Les motivations pour partager son savoir sont multiples : échange de technologies entre la Corée du Nord et le Pakistan, accès au pétrole irakien ou iranien pour la France, développer en secret des technologies militaires dans un pays tiers pour l’Allemagne ou tout simplement renforcer son camp. Malheureusement, cette prolifération, dite horizontale, ne fait qu’augmenter le risque de voir un conflit régional dégénérer en guerre nucléaire. En effet, aucun pays, pas même les démocraties, n’est à l’abri de l’accession au pouvoir d’une équipe dirigeante peu scrupuleuse.

De fait, pas un pays ne s’est doté d’infrastructures nucléaires sans une arrière-pensée militaire, même si certains, comme la Suisse, le Brésil ou l’Afrique du Sud par exemple, ont officiellement renoncé à l’arme nucléaire. Quarante-quatre pays sont actuellement recensés par le traité d’interdiction des essais nucléaires comme possédant une technologie suffisante pour accéder à l’arme suprême. Personne ne met en doute qu’il suffirait d’un délai de quelques mois à un pays très industrialisé pour disposer, s’il le souhaitait, de l’arme atomique et des moyens de la déployer. L’acharnement du Japon, par exemple, à vouloir développer une filière plutonium et des lanceurs de satellites en dépit de nombreux déboires est lourd de sens à cet égard.

Conceptuellement, il est facile de fabriquer une arme rudimentaire, la difficulté étant d’ordre technologique pour accéder à la matière fissible. Le plutonium issu des réacteurs civils peut faire l’affaire, avec des performances moindres. Les Etats-Unis l’ont testé. Pour un groupe terroriste, qui recherche davantage un impact psychologique et médiatique, c’est suffisant. Mais dans une situation d’équilibre de la terreur, il faut des armes fiables qui n’explosent pas accidentellement et qui, en cas d’attaque, détruisent bien toutes les capacités ennemies à réagir. De telles armes nécessitent de la matière fissile dite de qualité militaire et des développements technologiques poussés. Le risque est déjà grand, avec des armes plus ou moins rudimentaires, de voir des équilibres régionaux se transformer en catastrophe, sans pour autant apporter la paix. Par exemple, le conflit au Cachemire n’a pas cessé avec l’accession de l’Inde et du Pakistan au statut de puissances nucléaires.

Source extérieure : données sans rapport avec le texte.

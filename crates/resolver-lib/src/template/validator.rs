//! Image configuration validation
//!
//! Validation collects every problem instead of stopping at the first, so
//! operators can fix a template in one pass.

use super::{parse_duration, ImageConfig, ResolutionStrategy, WorkloadTemplate};
use crate::region::RegionFallbackMap;
use regex::Regex;
use serde::{Deserialize, Serialize};
use std::collections::HashSet;
use std::fmt;

const IMAGE_ID_PATTERN: &str = r"^ami-[a-f0-9]{8,17}$";
const VERSION_CONSTRAINT_PATTERN: &str = r"^(>=|>|<=|<|=)?\d+\.\d+\.\d+$";

/// A single validation problem
#[derive(Debug, Clone, PartialEq, Eq, Serialize, Deserialize)]
pub struct TemplateValidationError {
    pub field: String,
    pub message: String,
}

impl TemplateValidationError {
    fn new(field: impl Into<String>, message: impl Into<String>) -> Self {
        Self {
            field: field.into(),
            message: message.into(),
        }
    }
}

impl fmt::Display for TemplateValidationError {
    fn fmt(&self, f: &mut fmt::Formatter<'_>) -> fmt::Result {
        write!(f, "{}: {}", self.field, self.message)
    }
}

/// Validates a template's image configuration
#[derive(Debug, Clone)]
pub struct TemplateValidator {
    regions: HashSet<String>,
    image_id: Regex,
    version_constraint: Regex,
}

impl TemplateValidator {
    /// Validator accepting every region known to `regions`
    pub fn new(regions: &RegionFallbackMap) -> Self {
        Self::with_regions(regions.known_regions())
    }

    pub fn with_regions<I, S>(regions: I) -> Self
    where
        I: IntoIterator<Item = S>,
        S: Into<String>,
    {
        Self {
            regions: regions.into_iter().map(Into::into).collect(),
            image_id: Regex::new(IMAGE_ID_PATTERN).expect("Invalid image id pattern"),
            version_constraint: Regex::new(VERSION_CONSTRAINT_PATTERN)
                .expect("Invalid version constraint pattern"),
        }
    }

    pub fn is_valid_image_id(&self, id: &str) -> bool {
        self.image_id.is_match(id)
    }

    /// Validate a whole template; templates without image intent are valid
    pub fn validate(&self, template: &WorkloadTemplate) -> Vec<TemplateValidationError> {
        let Some(config) = template.image_config() else {
            return Vec::new();
        };

        let mut errors = self.validate_config(config);

        if config.strategy() == ResolutionStrategy::AmiRequired {
            if !config.has_resolution_method() {
                errors.push(TemplateValidationError::new(
                    "image_config",
                    "when strategy is 'ami_required', at least one resolution method must be provided (image_mappings, images, image_search or marketplace_search)",
                ));
            }
            if template.has_script_package_manager() {
                errors.push(TemplateValidationError::new(
                    "image_config.strategy",
                    "template cannot combine 'ami_required' with a script-based package manager, use 'ami_preferred' or 'ami_fallback'",
                ));
            }
        }

        errors
    }

    /// Validate the image configuration on its own
    pub fn validate_config(&self, config: &ImageConfig) -> Vec<TemplateValidationError> {
        let mut errors = Vec::new();

        for (region, id) in &config.image_mappings {
            let field = format!("image_config.image_mappings.{}", region);
            self.check_region(&field, region, &mut errors);
            self.check_image_id(&field, id, &mut errors);
        }

        for (region, by_arch) in &config.images {
            self.check_region(&format!("image_config.images.{}", region), region, &mut errors);
            for (arch, id) in by_arch {
                let field = format!("image_config.images.{}.{}", region, arch);
                if arch.parse::<crate::models::Architecture>().is_err() {
                    errors.push(TemplateValidationError::new(
                        &field,
                        format!("invalid architecture '{}', must be 'x86_64' or 'arm64'", arch),
                    ));
                }
                self.check_image_id(&field, id, &mut errors);
            }
        }

        if let Some(search) = &config.image_search {
            if search.owner.is_empty() {
                errors.push(TemplateValidationError::new(
                    "image_config.image_search.owner",
                    "owner is required for image search",
                ));
            }
            if search.name_pattern.is_empty() {
                errors.push(TemplateValidationError::new(
                    "image_config.image_search.name_pattern",
                    "name_pattern is required for image search",
                ));
            }
            for (i, arch) in search.architectures.iter().enumerate() {
                if arch.parse::<crate::models::Architecture>().is_err() {
                    errors.push(TemplateValidationError::new(
                        format!("image_config.image_search.architectures[{}]", i),
                        format!("invalid architecture '{}', must be 'x86_64' or 'arm64'", arch),
                    ));
                }
            }
            if let Some(date) = &search.min_creation_date {
                if chrono::NaiveDate::parse_from_str(date, "%Y-%m-%d").is_err() {
                    errors.push(TemplateValidationError::new(
                        "image_config.image_search.min_creation_date",
                        format!("invalid date format '{}', must be YYYY-MM-DD", date),
                    ));
                }
            }
            for (key, value) in &search.required_tags {
                if key.is_empty() {
                    errors.push(TemplateValidationError::new(
                        "image_config.image_search.required_tags",
                        "tag key cannot be empty",
                    ));
                }
                if value.is_empty() {
                    errors.push(TemplateValidationError::new(
                        format!("image_config.image_search.required_tags.{}", key),
                        "tag value cannot be empty",
                    ));
                }
            }
        }

        if let Some(marketplace) = &config.marketplace_search {
            if marketplace.product_code.is_empty() {
                errors.push(TemplateValidationError::new(
                    "image_config.marketplace_search.product_code",
                    "product_code is required for marketplace search",
                ));
            }
            if let Some(constraint) = &marketplace.version_constraint {
                if !self.version_constraint.is_match(constraint) {
                    errors.push(TemplateValidationError::new(
                        "image_config.marketplace_search.version_constraint",
                        format!(
                            "invalid version constraint '{}', must be semver with optional operator (e.g. '>=2.0.0')",
                            constraint
                        ),
                    ));
                }
            }
        }

        if let Some(timeout) = &config.fallback_timeout {
            if parse_duration(timeout).is_none() {
                errors.push(TemplateValidationError::new(
                    "image_config.fallback_timeout",
                    format!("invalid timeout '{}', must be a duration such as '10m' or '30s'", timeout),
                ));
            }
        }

        errors
    }

    fn check_region(&self, field: &str, region: &str, errors: &mut Vec<TemplateValidationError>) {
        if !self.regions.contains(region) {
            errors.push(TemplateValidationError::new(
                field,
                format!("unknown region '{}'", region),
            ));
        }
    }

    fn check_image_id(&self, field: &str, id: &str, errors: &mut Vec<TemplateValidationError>) {
        if !self.is_valid_image_id(id) {
            errors.push(TemplateValidationError::new(
                field,
                format!("invalid image id '{}', must match 'ami-' followed by 8 to 17 hex digits", id),
            ));
        }
    }
}

impl Default for TemplateValidator {
    fn default() -> Self {
        Self::new(&RegionFallbackMap::default())
    }
}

Dès 1946, l’Assemblée générale des Nations unies vote la création d’une commission atomique chargée d’éliminer les armes nucléaires et de destruction massive. Depuis, on ne compte plus les tentatives officielles et vœux pieux pour parvenir à un désarmement général. “L’homme se trouve placé devant l’alternative suivante : mettre fin à la course aux armements ou périr” prévient même l’ONU en 1977. Rien n’y fait. La diminution des arsenaux nucléaires des grandes puissances ne doit pas faire illusion. Ce sont des armes qui étaient devenues stratégiquement obsolètes qui ont été démantelées.

Les grandes puissances prennent comme prétexte la menace liée à la prolifération horizontale pour garder des arsenaux conséquents et développer de nouvelles armes, provoquant ainsi une prolifération dite verticale. Mais le tollé mondial provoqué par la reprise des essais nucléaires occidentaux en France en 1995 impose une certaine discrétion. Les programmes nucléaires “civils” permettent d’entretenir une infrastructure industrielle et un savoir faire ; sous couvert d’entretien du stock d’armes, les grandes puissances se sont engagées dans la course à une arme de quatrième génération miniaturisée, utilisable sur le champ de bataille. Elles s’appuient sur la recherche fondamentale qui leur sert d’alibi. Ainsi, par exemple, le laser mégajoule en France met en avant son intérêt pour l’astrophysique : la population se laisse berner et les concurrents avertis peuvent mesurer les progrès réalisés. Mais, le partage de certaines connaissances avec une communauté scientifique non-militaire, nécessaire pour attirer des chercheurs, facilite la prolifération horizontale.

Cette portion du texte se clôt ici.